More and more he found himself drawn to Catholic authors, devouring works by William Blake, Gerard Manley Hopkins, James Joyce, and Jacques Maritain. As he later described this period, something deep “began to stir within me ... began to push me, to prompt me ... like a voice.” To the shock of his friends, Merton announced his desire to become a Roman Catholic and was baptized on Nov. 16, 1938, in New York. Two years later Merton began teaching English at St. Bonaventure. After spending Holy Week of 1941 on retreat at the Abbey of Gethsemani in the hills of rural western Kentucky, Merton decided to become a Trappist monk, part of a Catholic religious order of cloistered contemplatives who follow the 1,500-year-old Rule of St. Benedict.
It was the publication in 1948 of his autobiography,The Seven Storey Mountain, set against the shadow of World War II, that established Merton as a “famous” monk and a wholly unexpected literary phenomenon. In addition to publishing spiritual meditations, journals, and poetry, during the 1960s he published penetrating essays in both religious and secular venues on the most explosive social issues of the day, the religions of the East, monastic and church reform, and questions of belief and atheism.

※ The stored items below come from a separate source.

//! Installer facade: fans one install out over many devices.

use std::path::PathBuf;
use std::sync::atomic::AtomicU16;
use std::sync::{Arc, LazyLock};

use exodeploy_manifest::ExoManifest;
use regex::Regex;
use serde::{Deserialize, Serialize};
use tokio::sync::{Mutex, mpsc};
use tokio_util::sync::CancellationToken;
use tracing::{error, info};

use crate::AGENT_PORT_BASE;
use crate::device::ExoDevice;
use crate::error::InstallError;
use crate::events::InstallEvent;
use crate::sync::DeviceInstall;

/// Conventional reverse-DNS package names: dot-separated segments of
/// letters, digits and underscores, the first starting with a letter.
static PACKAGE_NAME_PATTERN: LazyLock<Regex> = LazyLock::new(|| {
    Regex::new(r"^[a-zA-Z][a-zA-Z0-9_]*(\.[a-zA-Z0-9_]+)*$").expect("static pattern")
});

/// Everything one install needs to know about the app being installed.
#[derive(Debug, Clone, Serialize, Deserialize)]
pub struct InstallConfig {
    /// Label used in events, typically the build target.
    pub target: String,
    pub package_name: String,
    /// The locally built main APK.
    pub apk: PathBuf,
    #[serde(default)]
    pub manifest: ExoManifest,
}

/// Result of installing on one device.
#[derive(Debug, Clone)]
pub struct DeviceResult {
    pub serial: String,
    pub success: bool,
    pub error: Option<String>,
}

/// Runs an exopackage install across a set of devices.
///
/// One instance serves one app build; concurrent calls to
/// [`install`](Self::install) on the same instance are serialized.
#[derive(Debug)]
pub struct ExoInstaller {
    config: Arc<InstallConfig>,
    events_tx: mpsc::Sender<InstallEvent>,
    events_rx: Option<mpsc::Receiver<InstallEvent>>,
    cancel: CancellationToken,
    next_agent_port: Arc<AtomicU16>,
    serialize: Mutex<()>,
}

impl ExoInstaller {
    /// Creates an installer for `config`.
    pub fn new(config: InstallConfig) -> Result<Self, InstallError> {
        if !PACKAGE_NAME_PATTERN.is_match(&config.package_name) {
            return Err(InstallError::InvalidPackageName(config.package_name));
        }
        let (events_tx, events_rx) = mpsc::channel(256);
        Ok(Self {
            config: Arc::new(config),
            events_tx,
            events_rx: Some(events_rx),
            cancel: CancellationToken::new(),
            next_agent_port: Arc::new(AtomicU16::new(AGENT_PORT_BASE)),
            serialize: Mutex::new(()),
        })
    }

    /// Takes the event receiver. Can only be called once.
    pub fn take_events(&mut self) -> Option<mpsc::Receiver<InstallEvent>> {
        self.events_rx.take()
    }

    /// Returns a token that cancels in-flight installs.
    pub fn cancel_token(&self) -> CancellationToken {
        self.cancel.clone()
    }

    /// Installs on every device in parallel and reports per-device results
    /// in input order. The run as a whole succeeded only when every device
    /// did.
    pub async fn install(
        &self,
        devices: Vec<Arc<dyn ExoDevice>>,
        process_name: Option<String>,
    ) -> Vec<DeviceResult> {
        let _serialized = self.serialize.lock().await;

        let _ = self
            .events_tx
            .send(InstallEvent::Started {
                target: self.config.target.clone(),
            })
            .await;

        let mut handles = Vec::with_capacity(devices.len());
        for device in devices {
            let serial = device.serial().to_string();
            let config = self.config.clone();
            let ports = self.next_agent_port.clone();
            let cancel = self.cancel.clone();
            let process_name = process_name.clone();
            let events_tx = self.events_tx.clone();
            let task_serial = serial.clone();
            let handle = tokio::spawn(async move {
                let install = DeviceInstall::new(device, config, &ports, cancel);
                let result = match install.run(process_name.as_deref()).await {
                    Ok(()) => {
                        info!(serial = %task_serial, "device install finished");
                        DeviceResult {
                            serial: task_serial,
                            success: true,
                            error: None,
                        }
                    }
                    Err(e) => {
                        error!(serial = %task_serial, error = %e, "device install failed");
                        DeviceResult {
                            serial: task_serial,
                            success: false,
                            error: Some(e.to_string()),
                        }
                    }
                };
                let _ = events_tx
                    .send(InstallEvent::DeviceFinished {
                        serial: result.serial.clone(),
                        success: result.success,
                        error: result.error.clone(),
                    })
                    .await;
                result
            });
            handles.push((serial, handle));
        }

        let mut results = Vec::with_capacity(handles.len());
        for (serial, handle) in handles {
            match handle.await {
                Ok(result) => results.push(result),
                Err(e) => results.push(DeviceResult {
                    serial,
                    success: false,
                    error: Some(format!("install task failed: {e}")),
                }),
            }
        }

        let success = results.iter().all(|result| result.success);
        let _ = self
            .events_tx
            .send(InstallEvent::Finished {
                target: self.config.target.clone(),
                success,
                package_name: self.config.package_name.clone(),
            })
            .await;
        results
    }
}

#[cfg(test)]
mod tests {
    use super::*;
    use crate::mock::{MockDevice, fake_apk};
    use exodeploy_adb::PackageInfo;

    const DIGEST: &str = "ZmFjYWRlLWRpZ2VzdA==";

    fn ready_device(serial: &str) -> MockDevice {
        let mut device = MockDevice::new(serial);
        device.packages.insert(
            "com.example.app".to_string(),
            PackageInfo {
                apk_path: "/data/app/com.example.app-1/base.apk".to_string(),
                native_library_path: "/data/app-lib/com.example.app-1".to_string(),
                version_code: "42".to_string(),
            },
        );
        device.signatures.insert(
            "/data/app/com.example.app-1/base.apk".to_string(),
            DIGEST.to_string(),
        );
        device
    }

    fn config(dir: &std::path::Path) -> InstallConfig {
        InstallConfig {
            target: "//app:app".to_string(),
            package_name: "com.example.app".to_string(),
            apk: fake_apk(dir, DIGEST),
            manifest: ExoManifest::default(),
        }
    }

    #[test]
    fn package_names_are_validated() {
        let dir = tempfile::tempdir().unwrap();
        let mut bad = config(dir.path());
        bad.package_name = "1com.example".to_string();
        assert!(matches!(
            ExoInstaller::new(bad).unwrap_err(),
            InstallError::InvalidPackageName(_)
        ));

        let mut with_dash = config(dir.path());
        with_dash.package_name = "com.exam-ple".to_string();
        assert!(ExoInstaller::new(with_dash).is_err());

        assert!(ExoInstaller::new(config(dir.path())).is_ok());
    }

    #[test]
    fn take_events_only_works_once() {
        let dir = tempfile::tempdir().unwrap();
        let mut installer = ExoInstaller::new(config(dir.path())).unwrap();
        assert!(installer.take_events().is_some());
        assert!(installer.take_events().is_none());
    }

    #[tokio::test]
    async fn empty_device_list_still_emits_events() {
        let dir = tempfile::tempdir().unwrap();
        let mut installer = ExoInstaller::new(config(dir.path())).unwrap();
        let mut events = installer.take_events().unwrap();

        let results = installer.install(vec![], None).await;
        assert!(results.is_empty());

        drop(installer);
        let mut seen = Vec::new();
        while let Some(event) = events.recv().await {
            seen.push(event);
        }
        assert!(matches!(seen[0], InstallEvent::Started { .. }));
        assert!(matches!(
            seen[1],
            InstallEvent::Finished { success: true, .. }
        ));
    }

    #[tokio::test]
    async fn installs_run_on_every_device() {
        let dir = tempfile::tempdir().unwrap();
        let installer = ExoInstaller::new(config(dir.path())).unwrap();

        let one = Arc::new(ready_device("dev-1"));
        let two = Arc::new(ready_device("dev-2"));
        let results = installer
            .install(
                vec![one.clone() as Arc<dyn ExoDevice>, two.clone() as _],
                None,
            )
            .await;

        assert_eq!(results.len(), 2);
        assert_eq!(results[0].serial, "dev-1");
        assert_eq!(results[1].serial, "dev-2");
        assert!(results.iter().all(|result| result.success));
        assert!(one.log_entries().iter().any(|e| e == "force-stop com.example.app"));
        assert!(two.log_entries().iter().any(|e| e == "force-stop com.example.app"));
    }

    #[tokio::test]
    async fn one_failing_device_fails_the_run() {
        let dir = tempfile::tempdir().unwrap();
        let mut installer = ExoInstaller::new(config(dir.path())).unwrap();
        let mut events = installer.take_events().unwrap();

        let good = Arc::new(ready_device("dev-good"));
        // No canned signature: the signature query fails on this device.
        let mut broken = ready_device("dev-broken");
        broken.signatures.clear();
        let broken = Arc::new(broken);

        let results = installer
            .install(vec![good as Arc<dyn ExoDevice>, broken as _], None)
            .await;
        assert!(results[0].success);
        assert!(!results[1].success);
        assert!(results[1].error.is_some());

        drop(installer);
        let mut finished_success = None;
        while let Some(event) = events.recv().await {
            if let InstallEvent::Finished { success, .. } = event {
                finished_success = Some(success);
            }
        }
        assert_eq!(finished_success, Some(false));
    }

    #[tokio::test]
    async fn each_device_draws_its_own_agent_port() {
        let dir = tempfile::tempdir().unwrap();

        // A dex block forces a push, which opens a forward.
        let dex_dir = dir.path().join("dex");
        std::fs::create_dir_all(&dex_dir).unwrap();
        std::fs::write(dex_dir.join("libs.dex.jar"), b"DEX").unwrap();
        let metadata = dir.path().join("metadata.txt");
        std::fs::write(&metadata, "libs.dex.jar h1\n").unwrap();

        let mut config = config(dir.path());
        config.manifest.dex = Some(exodeploy_manifest::DexBlock {
            metadata,
            dex_directory: dex_dir,
        });
        let installer = ExoInstaller::new(config).unwrap();

        let one = Arc::new(ready_device("dev-1"));
        let two = Arc::new(ready_device("dev-2"));
        let results = installer
            .install(
                vec![one.clone() as Arc<dyn ExoDevice>, two.clone() as _],
                None,
            )
            .await;
        assert!(results.iter().all(|result| result.success));

        let mut ports: Vec<String> = [one, two]
            .iter()
            .flat_map(|device| device.log_entries())
            .filter(|entry| entry.starts_with("forward "))
            .collect();
        ports.sort();
        ports.dedup();
        assert_eq!(ports, vec!["forward 2828", "forward 2829"]);
    }

    #[tokio::test]
    async fn device_finished_events_carry_the_serial() {
        let dir = tempfile::tempdir().unwrap();
        let mut installer = ExoInstaller::new(config(dir.path())).unwrap();
        let mut events = installer.take_events().unwrap();

        let device = Arc::new(ready_device("dev-events")) as Arc<dyn ExoDevice>;
        installer.install(vec![device], None).await;

        drop(installer);
        let mut device_finished = false;
        while let Some(event) = events.recv().await {
            if let InstallEvent::DeviceFinished { serial, success, .. } = event {
                assert_eq!(serial, "dev-events");
                assert!(success);
                device_finished = true;
            }
        }
        assert!(device_finished);
    }

    #[test]
    fn config_round_trips_through_json() {
        let config = InstallConfig {
            target: "//app:app".to_string(),
            package_name: "com.example.app".to_string(),
            apk: PathBuf::from("/build/app.apk"),
            manifest: ExoManifest::default(),
        };
        let json = serde_json::to_string(&config).unwrap();
        assert!(!json.contains("dex"));
        let parsed: InstallConfig = serde_json::from_str(&json).unwrap();
        assert_eq!(parsed.package_name, config.package_name);
        assert_eq!(parsed.apk, config.apk);
    }
}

As a model for Christian holiness, Merton was far from perfect. In fact he took pains to distance himself from his early, more pious writings, and insisted on his right not to be turned into a myth for Catholic school children. He was a restless monk, and often chafed against his vows of stability and obedience. In 1966, during a hospital stay in Louisville, Ky., he fell in love with a young student nurse, and for some six months they had a kind of clandestine affair.